Navistar International Corp. announced a second quarter (Q2) 2017 net loss of $80 million, or $0.86 per diluted share, compared to a second quarter 2016 net income of $4 million, or $0.05 per diluted share.
Revenues in the quarter were $2.1 billion, down 5% compared to $2.2 billion in the second quarter last year. The decrease primarily reflects lower volumes in the company’s Core (Class 6-8 trucks and buses in the United States and Canada) market, where chargeouts were down 5%, but higher than industry core market volumes, which were down 13% year-over-year.
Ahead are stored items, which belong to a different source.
//! FILENAME: core/engine/src/cell.rs
//! PURPOSE: Defines the scalar value held by one cell of a tabular record.
//! CONTEXT: Every loader produces `CellValue`s and every pipeline stage consumes
//! them. "Blank" (absent or empty string) is a first-class notion because the
//! outline and span logic is driven entirely by which cells are blank.

use serde::{Deserialize, Serialize};
use std::cmp::Ordering;
use std::fmt;

/// The literal marker placed in the first column of the grand-total row.
pub const GRAND_TOTAL_LABEL: &str = "Grand Total";

/// Represents the raw data within a cell.
#[derive(Debug, Clone, PartialEq, Serialize, Deserialize, Default)]
pub enum CellValue {
    #[default]
    Empty,
    Number(f64),
    Text(String),
    Boolean(bool),
}

impl CellValue {
    pub fn text(s: impl Into<String>) -> Self {
        CellValue::Text(s.into())
    }

    /// True for absent values and empty strings. NaN counts as absent.
    pub fn is_blank(&self) -> bool {
        match self {
            CellValue::Empty => true,
            CellValue::Text(s) => s.is_empty(),
            CellValue::Number(n) => n.is_nan(),
            CellValue::Boolean(_) => false,
        }
    }

    pub fn as_number(&self) -> Option<f64> {
        match self {
            CellValue::Number(n) if !n.is_nan() => Some(*n),
            _ => None,
        }
    }

    pub fn as_text(&self) -> Option<&str> {
        match self {
            CellValue::Text(s) => Some(s.as_str()),
            _ => None,
        }
    }

    /// True when this cell holds the grand-total marker.
    pub fn is_grand_total_marker(&self) -> bool {
        self.as_text() == Some(GRAND_TOTAL_LABEL)
    }

    /// Infers a value from raw text the way delimited sources are read:
    /// blank stays blank, anything `f64` accepts becomes a number.
    pub fn infer(raw: &str) -> Self {
        let trimmed = raw.trim();
        if trimmed.is_empty() {
            return CellValue::Empty;
        }
        match trimmed.parse::<f64>() {
            Ok(n) if n.is_finite() => CellValue::Number(n),
            _ => CellValue::Text(raw.to_string()),
        }
    }

    /// Returns the display value of the cell as a String.
    pub fn display_value(&self) -> String {
        match self {
            CellValue::Empty => String::new(),
            CellValue::Number(n) => {
                if n.is_nan() {
                    String::new()
                } else if n.fract() == 0.0 && n.abs() < 1e15 {
                    // Format without unnecessary decimal places
                    format!("{:.0}", n)
                } else {
                    format!("{}", n)
                }
            }
            CellValue::Text(s) => s.clone(),
            CellValue::Boolean(b) => {
                if *b { "TRUE" } else { "FALSE" }.to_string()
            }
        }
    }

    /// Total order used for sorting group keys:
    /// Empty < Number < Text < Boolean, each variant ordered naturally.
    pub fn compare(&self, other: &CellValue) -> Ordering {
        match (self, other) {
            (CellValue::Empty, CellValue::Empty) => Ordering::Equal,
            (CellValue::Empty, _) => Ordering::Less,
            (_, CellValue::Empty) => Ordering::Greater,

            (CellValue::Number(na), CellValue::Number(nb)) => {
                na.partial_cmp(nb).unwrap_or(Ordering::Equal)
            }
            (CellValue::Number(_), _) => Ordering::Less,
            (_, CellValue::Number(_)) => Ordering::Greater,

            (CellValue::Text(ta), CellValue::Text(tb)) => ta.cmp(tb),
            (CellValue::Text(_), _) => Ordering::Less,
            (_, CellValue::Text(_)) => Ordering::Greater,

            (CellValue::Boolean(ba), CellValue::Boolean(bb)) => ba.cmp(bb),
        }
    }

    /// Equality where both blank spellings (Empty and "") match each other.
    ///
    /// Non-blank values must share a variant: `Number(1.0)` and `Text("1")`
    /// differ here even though both display as `1`. Group keys follow the same
    /// rule, so a column mixing the two yields two rows that look alike.
    pub fn same_display(&self, other: &CellValue) -> bool {
        match (self.is_blank(), other.is_blank()) {
            (true, true) => true,
            (false, false) => self == other,
            _ => false,
        }
    }
}

impl fmt::Display for CellValue {
    fn fmt(&self, f: &mut fmt::Formatter<'_>) -> fmt::Result {
        f.write_str(&self.display_value())
    }
}

impl From<f64> for CellValue {
    fn from(value: f64) -> Self {
        CellValue::Number(value)
    }
}

impl From<&str> for CellValue {
    fn from(value: &str) -> Self {
        CellValue::Text(value.to_string())
    }
}

impl From<String> for CellValue {
    fn from(value: String) -> Self {
        CellValue::Text(value)
    }
}

impl From<bool> for CellValue {
    fn from(value: bool) -> Self {
        CellValue::Boolean(value)
    }
}

#[cfg(test)]
mod tests {
    use super::*;

    #[test]
    fn blank_covers_empty_and_empty_string() {
        assert!(CellValue::Empty.is_blank());
        assert!(CellValue::text("").is_blank());
        assert!(CellValue::Number(f64::NAN).is_blank());
        assert!(!CellValue::Number(0.0).is_blank());
        assert!(!CellValue::Boolean(false).is_blank());
    }

    #[test]
    fn infer_reads_numbers_and_text() {
        assert_eq!(CellValue::infer(""), CellValue::Empty);
        assert_eq!(CellValue::infer("  "), CellValue::Empty);
        assert_eq!(CellValue::infer("42"), CellValue::Number(42.0));
        assert_eq!(CellValue::infer("-1.5"), CellValue::Number(-1.5));
        assert_eq!(CellValue::infer("failed"), CellValue::text("failed"));
    }

    #[test]
    fn integral_numbers_display_without_decimals() {
        assert_eq!(CellValue::Number(3.0).display_value(), "3");
        assert_eq!(CellValue::Number(2.5).display_value(), "2.5");
        assert_eq!(CellValue::Boolean(true).display_value(), "TRUE");
    }

    #[test]
    fn ordering_puts_numbers_before_text() {
        let mut values = vec![
            CellValue::text("b"),
            CellValue::Number(10.0),
            CellValue::text("a"),
            CellValue::Number(2.0),
        ];
        values.sort_by(|a, b| a.compare(b));
        assert_eq!(
            values,
            vec![
                CellValue::Number(2.0),
                CellValue::Number(10.0),
                CellValue::text("a"),
                CellValue::text("b"),
            ]
        );
    }

    #[test]
    fn same_display_treats_blanks_alike() {
        assert!(CellValue::Empty.same_display(&CellValue::text("")));
        assert!(!CellValue::Empty.same_display(&CellValue::text("x")));
        assert!(CellValue::text("x").same_display(&CellValue::text("x")));
    }

    #[test]
    fn same_display_keeps_variants_apart() {
        assert!(!CellValue::Number(1.0).same_display(&CellValue::text("1")));
        assert_eq!(CellValue::Number(1.0).display_value(), CellValue::text("1").display_value());
    }
}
Q2 2017 EBITDA was $47 million, compared to Q2 2016 EBITDA of $135 million. This year’s second quarter results included $18 million in adjustments primarily resulting from pre-existing warranties, asset impairment charges, restructuring of manufacturing operations, and debt financing charges. Second quarter adjusted EBITDA was $65 million, compared to adjusted EBITDA of $187 million in the comparable period last year. Higher used truck losses primarily resulting from a $60 million increase to the used truck reserve for the company’s legacy MaxxForce 13 used truck inventory was the largest contributor to the year-over-year decline. The company is changing its sales strategy for its MaxxForce 13-liter used trucks to take advantage of additional opportunities to sell more units into export markets, a move it expects will accelerate efforts to reduce its inventories of these trucks.
Navistar ended Q2 2017 with $949 million in consolidated cash, cash equivalents and marketable securities. Manufacturing cash, cash equivalents and marketable securities were $918 million at the end of the quarter.
“We are on track to improve on last year’s results, but still have quite a bit of work to do in the second half,” said Troy Clarke, Navistar’s chairman, president and chief executive officer. “However, the work we’ve done in the first six months growing share, building our backlog, and managing costs, combined with improving industry conditions, positions us to deliver a stronger second half.”
The company detailed its second quarter highlights as follows:
- Improving Core market share, with additions to the company’s production schedule and extensions of the company’s backlog into the fourth quarter.
- Strengthening competitive presence in the Class 8 market, including ramped-up deliveries of the new International LT Series with the Cummins ISX 15 liter engine; introduction of the new RH Series of Class 8 regional haul tractors; and unveiling of the new International A26 12.4-liter engine, which launches in the LT and RH Series in the coming weeks.
- Significant defense wins, including two foreign military contracts to reset, upgrade and support 1,085 long wheel base MaxxPro Mine Resistant Ambush Protected (MRAP) vehicles; and to produce and support 40 MaxxPro Dash DXM MRAP vehicles for foreign military sales.
- Progress on new sources of revenue, including full-run-rate production of General Motors’ cutaway G van at Navistar’s Springfield, Ohio plant; expansion of Navistar’s connected vehicle services under the OnCommand Connection brand, which now includes more than 300,000 subscribers; announcing its Electronic Driver Log app, which will assist smaller fleets and owner-operators in complying with new federal regulations; and the unveiling of OnCommand Connection Marketplace, a new, open-architecture, cloud-based technology platform for a broad range of driver support tools and applications.
- Closing its wide-ranging strategic alliance with Volkswagen Truck & Bus, under which the two companies are already collaborating on a number of potential technology projects, and in a procurement joint venture, which is identifying cost-saving opportunities and is expected to be accretive year one.
- Naming Persio V. Lisboa as executive vice president and chief operating officer. “Persio played a key role in creating our alliance with Volkswagen Truck & Bus, and led many of the initiatives to improve our operations during the turnaround,” Clarke said. “His focus in this new role will be to build on the progress we’ve made over the last four years.”